People often think we hate food.
———————————————————— It’s not about hating IT, it’s about being afraid -afraid to lose the control, what does the food do to your body. To eat, have food in you... see what i does. Lose control...
————————————————————-We don’t dream and overall think about food ALL THE TIME, because we hate it -if we would actually hate food, we wouldn’t waste our time to thinking of it. ————————————————————- It’s about being completely and beyond endlessly obsessed with food -it’s about still wanting it. It’s about it being something amazing, something so big, yet so scary -an exciting thing.————————————————————- I love food, i want food. I’m just afraid, so afraid. Not feeling empty anymore and losing the control, it feels unbearable and something i could NEVER do -maybe not even wanting to do?
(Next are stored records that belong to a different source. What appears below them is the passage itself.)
//! Per-substream RTP counters
//!
//! This module provides:
//! - The immutable [`SubstreamCounters`] snapshot reported in track stats
//! - The [`CounterSource`] capability the forwarding engine exposes per substream
//! - [`RtpStreamCounters`], an in-memory source backed by atomic counters
//! - [`BitrateWindow`], the sliding-window accumulator behind instantaneous bitrate

use crate::config::TrackConfig;
use crate::types::Ssrc;
use parking_lot::Mutex;
use serde::{Deserialize, Serialize};
use std::collections::VecDeque;
use std::sync::atomic::{AtomicU64, Ordering};
use std::time::{Duration, Instant};

/// Counters of one RTP substream at the moment it was read
#[derive(Debug, Clone, Copy, PartialEq, Eq, Default, Serialize, Deserialize)]
#[serde(rename_all = "camelCase")]
pub struct SubstreamCounters {
    /// RTP packets sent
    pub num_packets: u64,

    /// RTCP packets sent
    #[serde(rename = "numRTCPPackets")]
    pub num_rtcp_packets: u64,

    /// RTP bytes sent
    pub total_bytes: u64,

    /// RTCP bytes sent
    #[serde(rename = "totalRTCPBytes")]
    pub total_rtcp_bytes: u64,

    /// Instantaneous bitrate in bits per second
    pub bitrate: u64,
}

/// A readable RTP substream (media, retransmission or FEC)
pub trait CounterSource: Send + Sync {
    /// SSRC carried by this substream
    fn ssrc(&self) -> Ssrc;

    /// Read the counters now. Must not cache: bitrate is evaluated at call time.
    fn snapshot(&self) -> SubstreamCounters;
}

/// Sliding window of byte samples used to derive an instantaneous bitrate
#[derive(Debug)]
pub struct BitrateWindow {
    /// Recent data samples: (timestamp, bytes)
    samples: VecDeque<(Instant, u64)>,

    /// Window length
    window: Duration,

    /// Upper bound on retained samples
    max_samples: usize,
}

impl BitrateWindow {
    #[must_use]
    pub fn new(window: Duration, max_samples: usize) -> Self {
        Self {
            samples: VecDeque::new(),
            window,
            max_samples: max_samples.max(1),
        }
    }

    /// Record `bytes` observed at `now`
    pub fn accumulate(&mut self, now: Instant, bytes: u64) {
        if self.samples.len() >= self.max_samples {
            self.samples.pop_front();
        }
        self.samples.push_back((now, bytes));
        self.expire(now);
    }

    /// Bits per second over the window ending at `now`
    pub fn bitrate_at(&mut self, now: Instant) -> u64 {
        self.expire(now);
        let total_bytes: u64 = self.samples.iter().map(|(_, bytes)| bytes).sum();
        let window_ms = u64::try_from(self.window.as_millis()).unwrap_or(u64::MAX).max(1);
        total_bytes.saturating_mul(8).saturating_mul(1000) / window_ms
    }

    fn expire(&mut self, now: Instant) {
        let Some(cutoff) = now.checked_sub(self.window) else {
            return;
        };
        while let Some(&(timestamp, _)) = self.samples.front() {
            if timestamp <= cutoff {
                self.samples.pop_front();
            } else {
                break;
            }
        }
    }

    #[must_use]
    pub fn len(&self) -> usize {
        self.samples.len()
    }

    #[must_use]
    pub fn is_empty(&self) -> bool {
        self.samples.is_empty()
    }
}

/// In-memory counter source fed by the packet path
pub struct RtpStreamCounters {
    ssrc: Ssrc,
    packets: AtomicU64,
    rtcp_packets: AtomicU64,
    bytes: AtomicU64,
    rtcp_bytes: AtomicU64,
    window: Mutex<BitrateWindow>,
}

impl RtpStreamCounters {
    #[must_use]
    pub fn new(ssrc: Ssrc, config: &TrackConfig) -> Self {
        Self {
            ssrc,
            packets: AtomicU64::new(0),
            rtcp_packets: AtomicU64::new(0),
            bytes: AtomicU64::new(0),
            rtcp_bytes: AtomicU64::new(0),
            window: Mutex::new(BitrateWindow::new(
                config.bitrate_window(),
                config.max_window_samples,
            )),
        }
    }

    /// Record one RTP packet of `size` bytes
    pub fn record_rtp(&self, size: usize) {
        self.record_rtp_at(Instant::now(), size);
    }

    pub fn record_rtp_at(&self, now: Instant, size: usize) {
        let size = size as u64;
        self.packets.fetch_add(1, Ordering::Relaxed);
        self.bytes.fetch_add(size, Ordering::Relaxed);
        self.window.lock().accumulate(now, size);
    }

    /// Record one RTCP packet of `size` bytes
    pub fn record_rtcp(&self, size: usize) {
        self.rtcp_packets.fetch_add(1, Ordering::Relaxed);
        self.rtcp_bytes.fetch_add(size as u64, Ordering::Relaxed);
    }

    /// Snapshot evaluated at an explicit instant
    pub fn snapshot_at(&self, now: Instant) -> SubstreamCounters {
        SubstreamCounters {
            num_packets: self.packets.load(Ordering::Relaxed),
            num_rtcp_packets: self.rtcp_packets.load(Ordering::Relaxed),
            total_bytes: self.bytes.load(Ordering::Relaxed),
            total_rtcp_bytes: self.rtcp_bytes.load(Ordering::Relaxed),
            bitrate: self.window.lock().bitrate_at(now),
        }
    }
}

impl CounterSource for RtpStreamCounters {
    fn ssrc(&self) -> Ssrc {
        self.ssrc
    }

    fn snapshot(&self) -> SubstreamCounters {
        self.snapshot_at(Instant::now())
    }
}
Just being a mess.————————————————————
But the raw and triggering truth of me is:
————————————————————- I know that i’m not SO ‘small’ and that’s exactly what’s in my mind ALL THE TIME. I want to eat, but i want to achieve my goals first -i want to look sick, i want to look anorexic. I want to achieve that before i allow myself to eat, to actually bloody eat, to not starve with the almost non existent food amount i’m forced to eat or ‘needing’ to starve overall. I want to let go and eat, my biggest wish is to eat. Sad? Yes. Sick? Yes. I know it. But i want to be anorexic looking sick girl before i eat, i want to achieve that goal before i eat. Then i can eat, i don’t have to starve anymore. Just that one goal.